* AIM OF THE TASK *
For the records below, say how many lines contain the string "Deleting". Give no other text.

MATERIAL FOR THE TASK below:

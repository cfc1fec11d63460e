// Copyright (C) 2026 Fred Clausen
// Use of this source code is governed by an MIT-style
// license that can be found in the LICENSE file or at
// https://opensource.org/licenses/MIT.

//! Tournament, round and matchup persistence tests.

use time::Month;

use super::test_date;
use crate::{PersistenceError, SqlitePersistence};

#[test]
fn test_add_tournament_twice_yields_distinct_rows() {
    let mut persistence = SqlitePersistence::new_in_memory().unwrap();

    let first = persistence
        .add_tournament("Test Cup", test_date(2025, Month::May, 1))
        .unwrap();
    let second = persistence
        .add_tournament("Test Cup 2", test_date(2025, Month::June, 1))
        .unwrap();

    assert_ne!(first, second);

    let tournaments = persistence.list_tournaments().unwrap();
    assert_eq!(tournaments.len(), 2);
    assert_eq!(tournaments[0].tournament_id, first);
    assert_eq!(tournaments[0].name, "Test Cup");
    assert_eq!(tournaments[0].date, test_date(2025, Month::May, 1));
    assert_eq!(tournaments[1].tournament_id, second);
    assert_eq!(tournaments[1].name, "Test Cup 2");
    assert_eq!(tournaments[1].date, test_date(2025, Month::June, 1));
}

#[test]
fn test_same_name_and_date_is_not_deduplicated() {
    let mut persistence = SqlitePersistence::new_in_memory().unwrap();
    let date = test_date(2025, Month::May, 1);

    let first = persistence.add_tournament("Test Cup", date).unwrap();
    let second = persistence.add_tournament("Test Cup", date).unwrap();

    assert_ne!(first, second);
    assert_eq!(persistence.list_tournaments().unwrap().len(), 2);
}

#[test]
fn test_list_tournaments_orders_by_date() {
    let mut persistence = SqlitePersistence::new_in_memory().unwrap();

    let later = persistence
        .add_tournament("Autumn Open", test_date(2025, Month::October, 4))
        .unwrap();
    let earlier = persistence
        .add_tournament("Spring Open", test_date(2025, Month::March, 8))
        .unwrap();

    let ids: Vec<i64> = persistence
        .list_tournaments()
        .unwrap()
        .iter()
        .map(|t| t.tournament_id)
        .collect();
    assert_eq!(ids, vec![earlier, later]);
}

#[test]
fn test_get_tournament_returns_none_for_unknown_id() {
    let mut persistence = SqlitePersistence::new_in_memory().unwrap();
    assert!(persistence.get_tournament(42).unwrap().is_none());
}

#[test]
fn test_add_tournament_stores_empty_name() {
    let mut persistence = SqlitePersistence::new_in_memory().unwrap();

    let tournament_id = persistence
        .add_tournament("", test_date(2025, Month::May, 1))
        .unwrap();

    let tournament = persistence.get_tournament(tournament_id).unwrap().unwrap();
    assert_eq!(tournament.name, "");
    assert_eq!(persistence.tournament_details().unwrap().len(), 1);
}

#[test]
fn test_duplicate_round_numbers_are_allowed() {
    let mut persistence = SqlitePersistence::new_in_memory().unwrap();
    let tournament_id = persistence
        .add_tournament("Test Cup", test_date(2025, Month::May, 1))
        .unwrap();

    let first = persistence.add_round(tournament_id, 1).unwrap();
    let second = persistence.add_round(tournament_id, 1).unwrap();

    let rounds = persistence.list_rounds(tournament_id).unwrap();
    assert_eq!(rounds.len(), 2);
    assert!(rounds.iter().all(|r| r.round_number == 1));
    assert_eq!(rounds[0].round_id, first);
    assert_eq!(rounds[1].round_id, second);
}

#[test]
fn test_add_round_accepts_zero_and_negative_round_numbers() {
    let mut persistence = SqlitePersistence::new_in_memory().unwrap();
    let tournament_id = persistence
        .add_tournament("Test Cup", test_date(2025, Month::May, 1))
        .unwrap();

    let zero = persistence.add_round(tournament_id, 0).unwrap();
    let negative = persistence.add_round(tournament_id, -2).unwrap();

    assert_eq!(persistence.get_round(zero).unwrap().unwrap().round_number, 0);
    assert_eq!(
        persistence.get_round(negative).unwrap().unwrap().round_number,
        -2
    );
    assert_eq!(persistence.tournament_details().unwrap()[0].number_of_rounds, 2);
}

#[test]
fn test_add_round_for_missing_tournament_is_foreign_key_violation() {
    let mut persistence = SqlitePersistence::new_in_memory().unwrap();

    let result = persistence.add_round(999, 1);

    assert!(
        matches!(result, Err(PersistenceError::ForeignKeyViolation(_))),
        "unexpected result: {result:?}"
    );
}

#[test]
fn test_rounds_are_listed_by_round_number() {
    let mut persistence = SqlitePersistence::new_in_memory().unwrap();
    let tournament_id = persistence
        .add_tournament("Test Cup", test_date(2025, Month::May, 1))
        .unwrap();

    persistence.add_round(tournament_id, 3).unwrap();
    persistence.add_round(tournament_id, 1).unwrap();
    persistence.add_round(tournament_id, 2).unwrap();

    let numbers: Vec<i32> = persistence
        .list_rounds(tournament_id)
        .unwrap()
        .iter()
        .map(|r| r.round_number)
        .collect();
    assert_eq!(numbers, vec![1, 2, 3]);
}

#[test]
fn test_matchups_belong_to_their_round() {
    let mut persistence = SqlitePersistence::new_in_memory().unwrap();
    let tournament_id = persistence
        .add_tournament("Test Cup", test_date(2025, Month::May, 1))
        .unwrap();
    let round_one = persistence.add_round(tournament_id, 1).unwrap();
    let round_two = persistence.add_round(tournament_id, 2).unwrap();

    let m1 = persistence.add_matchup(round_one).unwrap();
    let m2 = persistence.add_matchup(round_one).unwrap();
    let m3 = persistence.add_matchup(round_two).unwrap();

    let round_one_ids: Vec<i64> = persistence
        .list_matchups(round_one)
        .unwrap()
        .iter()
        .map(|m| m.matchup_id)
        .collect();
    assert_eq!(round_one_ids, vec![m1, m2]);

    let round_two_matchups = persistence.list_matchups(round_two).unwrap();
    assert_eq!(round_two_matchups.len(), 1);
    assert_eq!(round_two_matchups[0].matchup_id, m3);
    assert_eq!(round_two_matchups[0].round_id, round_two);
}

#[test]
fn test_add_matchup_for_missing_round_is_foreign_key_violation() {
    let mut persistence = SqlitePersistence::new_in_memory().unwrap();

    let result = persistence.add_matchup(12345);

    assert!(matches!(
        result,
        Err(PersistenceError::ForeignKeyViolation(_))
    ));
}

#[test]
fn test_delete_unknown_tournament_is_not_found() {
    let mut persistence = SqlitePersistence::new_in_memory().unwrap();

    let result = persistence.delete_tournament(7);

    assert!(matches!(result, Err(PersistenceError::NotFound(_))));
}
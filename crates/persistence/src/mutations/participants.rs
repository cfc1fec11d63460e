// Copyright (C) 2026 Fred Clausen
// Use of this source code is governed by an MIT-style
// license that can be found in the LICENSE file or at
// https://opensource.org/licenses/MIT.

//! Team, debater, judge and user mutations.

use apda_tab_domain::{DebaterExperience, JudgeExperience, UserRole, validate_name};
use diesel::prelude::*;
use diesel::{MysqlConnection, SqliteConnection};
use tracing::info;

use crate::backend::PersistenceBackend;
use crate::data_models::NewDebater;
use crate::diesel_schema::{debaters, judges, teams, users};
use crate::error::PersistenceError;

backend_fn! {
/// Creates a team.
///
/// # Errors
///
/// Returns an error if the name is invalid or the insert fails.
pub fn add_team(conn: &mut _, name: &str) -> Result<i64, PersistenceError> {
    validate_name("Team", name)?;

    diesel::insert_into(teams::table)
        .values(teams::name.eq(name))
        .execute(conn)?;

    let team_id: i64 = conn.get_last_insert_rowid()?;

    info!(team_id, "Created team '{}'", name);

    Ok(team_id)
}
}

backend_fn! {
/// Deletes a team.
///
/// Debaters on the team are kept with their team cleared.
///
/// # Errors
///
/// Returns `NotFound` if no team has this ID.
pub fn delete_team(conn: &mut _, team_id: i64) -> Result<(), PersistenceError> {
    info!("Deleting team ID: {}", team_id);

    let deleted: usize =
        diesel::delete(teams::table.filter(teams::team_id.eq(team_id))).execute(conn)?;

    if deleted == 0 {
        return Err(PersistenceError::NotFound(format!("Team {team_id} not found")));
    }

    Ok(())
}
}

backend_fn! {
/// Creates a debater, optionally on a team.
///
/// # Arguments
///
/// * `conn` - The database connection
/// * `name` - The debater's name
/// * `experience_level` - Novice or Varsity
/// * `team_id` - The team, or `None` for an unaffiliated debater
///
/// # Errors
///
/// Returns an error if the name is invalid, or `ForeignKeyViolation` if the
/// team does not exist.
pub fn add_debater(
    conn: &mut _,
    name: &str,
    experience_level: DebaterExperience,
    team_id: Option<i64>,
) -> Result<i64, PersistenceError> {
    validate_name("Debater", name)?;

    diesel::insert_into(debaters::table)
        .values((
            debaters::name.eq(name),
            debaters::experience_level.eq(experience_level.as_str()),
            debaters::team_id.eq(team_id),
        ))
        .execute(conn)?;

    let debater_id: i64 = conn.get_last_insert_rowid()?;

    info!(debater_id, ?team_id, "Created {} debater '{}'", experience_level, name);

    Ok(debater_id)
}
}

backend_fn! {
/// Inserts several debaters in one transaction, returning their IDs in
/// input order.
///
/// # Errors
///
/// Returns the first failing insert's error (an invalid name, or
/// `ForeignKeyViolation` for an unknown team). Nothing is committed in
/// that case.
pub fn add_debaters(
    conn: &mut _,
    new_debaters: &[NewDebater],
) -> Result<Vec<i64>, PersistenceError> {
    conn.transaction::<_, PersistenceError, _>(|conn| {
        let mut ids: Vec<i64> = Vec::with_capacity(new_debaters.len());

        for debater in new_debaters {
            validate_name("Debater", &debater.name)?;

            diesel::insert_into(debaters::table)
                .values((
                    debaters::name.eq(&debater.name),
                    debaters::experience_level.eq(debater.experience_level.as_str()),
                    debaters::team_id.eq(debater.team_id),
                ))
                .execute(conn)?;

            ids.push(conn.get_last_insert_rowid()?);
        }

        info!(count = ids.len(), "Created debaters in one batch");

        Ok(ids)
    })
}
}

backend_fn! {
/// Deletes a debater together with their performances.
///
/// # Errors
///
/// Returns `NotFound` if no debater has this ID.
pub fn delete_debater(conn: &mut _, debater_id: i64) -> Result<(), PersistenceError> {
    info!("Deleting debater ID: {}", debater_id);

    let deleted: usize = diesel::delete(debaters::table.filter(debaters::debater_id.eq(debater_id)))
        .execute(conn)?;

    if deleted == 0 {
        return Err(PersistenceError::NotFound(format!(
            "Debater {debater_id} not found"
        )));
    }

    Ok(())
}
}

backend_fn! {
/// Creates a judge.
///
/// Judges are independent of users; see `assign_judge_to_tournament`.
///
/// # Errors
///
/// Returns an error if the name is invalid or the insert fails.
pub fn add_judge(
    conn: &mut _,
    name: &str,
    experience_level: JudgeExperience,
) -> Result<i64, PersistenceError> {
    validate_name("Judge", name)?;

    diesel::insert_into(judges::table)
        .values((
            judges::name.eq(name),
            judges::experience_level.eq(experience_level.as_str()),
        ))
        .execute(conn)?;

    let judge_id: i64 = conn.get_last_insert_rowid()?;

    info!(judge_id, "Created {} judge '{}'", experience_level, name);

    Ok(judge_id)
}
}

backend_fn! {
/// Deletes a judge.
///
/// # Errors
///
/// Returns `NotFound` if no judge has this ID.
pub fn delete_judge(conn: &mut _, judge_id: i64) -> Result<(), PersistenceError> {
    info!("Deleting judge ID: {}", judge_id);

    let deleted: usize =
        diesel::delete(judges::table.filter(judges::judge_id.eq(judge_id))).execute(conn)?;

    if deleted == 0 {
        return Err(PersistenceError::NotFound(format!(
            "Judge {judge_id} not found"
        )));
    }

    Ok(())
}
}

backend_fn! {
/// Creates a system user.
///
/// # Errors
///
/// Returns an error if the name is invalid or the insert fails.
pub fn add_user(conn: &mut _, name: &str, role: UserRole) -> Result<i64, PersistenceError> {
    validate_name("User", name)?;

    diesel::insert_into(users::table)
        .values((users::name.eq(name), users::role.eq(role.as_str())))
        .execute(conn)?;

    let user_id: i64 = conn.get_last_insert_rowid()?;

    info!(user_id, "Created {} user '{}'", role, name);

    Ok(user_id)
}
}

backend_fn! {
/// Deletes a user and all of their tournament assignments.
///
/// # Errors
///
/// Returns `NotFound` if no user has this ID.
pub fn delete_user(conn: &mut _, user_id: i64) -> Result<(), PersistenceError> {
    info!("Deleting user ID: {}", user_id);

    let deleted: usize =
        diesel::delete(users::table.filter(users::user_id.eq(user_id))).execute(conn)?;

    if deleted == 0 {
        return Err(PersistenceError::NotFound(format!("User {user_id} not found")));
    }

    Ok(())
}
}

End of MATERIAL FOR THE TASK.

* EXERCISE SOLUTION *
4